Karsten Smith

Personal information
- Full name: Karsten Smith
- Date of birth: November 13, 1988 (age 37)
- Place of birth: Boston, Massachusetts United States
- Height: 6 ft 4 in (1.93 m)
- Position: Defender

Youth career
- 2006–2009: American Eagles

Senior career*
- Years: Team / Apps / (Gls)
- 2011: F.C. New York / 21 / (0)
- 2012: San Antonio Scorpions / 0 / (0)
- 2013: VPS / 26 / (0)
- 2014: KA Akureyri / 18 / (0)
- 2015: Fort Lauderdale Strikers / 11 / (0)
- 2016: Pittsburgh Riverhounds / 6 / (0)
- 2016–2018: FC Edmonton / 14 / (0)

= Karsten Smith =

American soccer player (born 1988)

Karsten Smith (born November 13, 1988) is an American soccer player currently playing for FC Edmonton in the NASL.

==Career==
===College===
Smith, born in Huntington Station, New York, later attended Walt Whitman High School, and played club soccer for BW Gottschee, leading team to State Cup titles at U-14 and U-15 level, before going on to play four years of college soccer at American University. He was named to the All-Patriot League Second Team as a sophomore in 2007, was selected to the All-Patriot League First Team as a junior in 2008, and earned All-Patriot League Second Team honors and served as a team captain during his junior and senior years in 2008 and 2009. He finished his college career with 6 goals and 1 assist in 66 games. During his summer seasons he starred with the DC United u-20's captaining the side with Drew Yates and playing alongside players such as, C.J. Sapong (MLS Rookie of the year in 2011).

===Professional===
After graduating college, Smith traveled abroad in search of a professional contract; he trialed with FC Lorient in France and SHB Đà Nẵng in Vietnam, but didn't sign with either team.

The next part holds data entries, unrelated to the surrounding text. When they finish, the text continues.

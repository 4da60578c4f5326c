//! End-to-end pipeline runs through the real shell.
#![cfg(unix)]

use std::path::Path;

use easyeuler_adapters::{InMemoryProblemStore, ShellRunner};
use easyeuler_core::{
    application::VerifyService,
    domain::{Language, LanguageRegistry, Stage, VerificationResult, Verdict},
};

fn service(languages: Vec<Language>) -> VerifyService {
    VerifyService::new(
        Box::new(InMemoryProblemStore::builtin().unwrap()),
        LanguageRegistry::new(languages),
        Box::new(ShellRunner::new()),
    )
}

fn run(service: &VerifyService, path: &str, measure_time: bool) -> VerificationResult {
    let job = service
        .prepare(Path::new(path), None)
        .unwrap_or_else(|| panic!("{path} did not resolve to a problem"));
    service.run(&job, measure_time)
}

fn verdict(service: &VerifyService, path: &str) -> Verdict {
    run(service, path, false).verdict()
}

#[test]
fn correct_answer_via_echo() {
    let lang = Language::new("echo", "txt").with_execute("echo 233168");
    assert_eq!(verdict(&service(vec![lang]), "euler_001.txt"), Verdict::Correct);
}

#[test]
fn wrong_answer_is_incorrect() {
    let lang = Language::new("echo", "txt").with_execute("echo 1");
    assert_eq!(verdict(&service(vec![lang]), "euler_001.txt"), Verdict::Incorrect);
}

#[test]
fn failing_build_stops_pipeline() {
    let lang = Language::new("broken", "b")
        .with_build("echo compile error >&2; exit 1")
        .with_execute("echo 233168");
    let result = run(&service(vec![lang]), "euler_001.b", false);

    assert_eq!(result.verdict(), Verdict::Error(Stage::Build));
    assert_eq!(result.error_output(), Some("compile error\n"));
    assert!(result.stage(Stage::Execute).is_none());
}

#[test]
fn path_token_is_substituted() {
    let lang = Language::new("cat", "ans").with_execute("printf 4613732 # {path}");
    assert_eq!(verdict(&service(vec![lang]), "dir/euler_002.ans"), Verdict::Correct);
}

#[test]
fn timed_execute_has_timing() {
    let lang = Language::new("echo", "txt").with_execute("echo 233168");
    let result = run(&service(vec![lang]), "euler_001.txt", true);
    assert!(result.execution_time().is_some());
}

Smith signed his first professional contract in 2011 when he was signed by F.C. New York of the USL Professional Division. He made his professional debut on April 9, 2011, in New York's first-ever game, a 3–0 loss to Orlando City.

Smith signed with expansion side San Antonio Scorpions of the North American Soccer League on December 21, 2011. San Antonio finished the 2012 season as NASL Regular Season Champions, Losing in the playoff semifinals to Minnesota Stars SC.

In January 2013, Smith signed with VPS. Playing as the left sided centerback, Smith helped Vaasan Palloseura defeat HJK in Helsinki for the first time since the 1960s, a remarkable memory for the club. His key role for VPS throughout the 2013 season was essential for their 3rd-place finish and Europa League qualification. However, he suffered a hip injury in the last part of the season and due to a mutual decision Smith looked for other options.

In 2014, immediately after recovering from injury Smith trialed with NY Cosmos and FH Harfnajordour. He eventually signed with KA Akureyri in the 1. Deild in Iceland.

After another successful European campaign Smith was considering several offers when the lure of playing for Ronaldo's Team in Fort Lauderdale was presented. Smith was a starter but unfortunately fractured his big toe on a hard tackle with teammate, P.C. in training. Smith was able to recover and provide some valuable minutes in the second half of the season, helping The Fort Lauderdale Strikers make a run towards the semifinals of the NASL.

On July 17, 2016, Smith signed with FC Edmonton. Later that day he made his first appearance for the Eddies when he came on as a substitute in the 62nd minute and helped the team to a 1–0 victory over the Ottawa Fury FC.
FC Edmonton went on to lose in the NASL Semifinals in 2016. Smith was resigned by the Eddies and returned for the 2017 season. At the conclusion of the 2017 season, the NASL became defunct, FC Edmonton didn't have a league to play in and Smith moved on.

In February 2018, Smith was invited to Jacksonville and trained with the Armada. Unfortunately, the Armada didn't have a professional league to play in during the time and Smith decided to move back to New York and retire from the game.

Smith is currently a Youth Coach for New York City Football Club as well as an Account Executive for a B2B SaaS organization called SABX.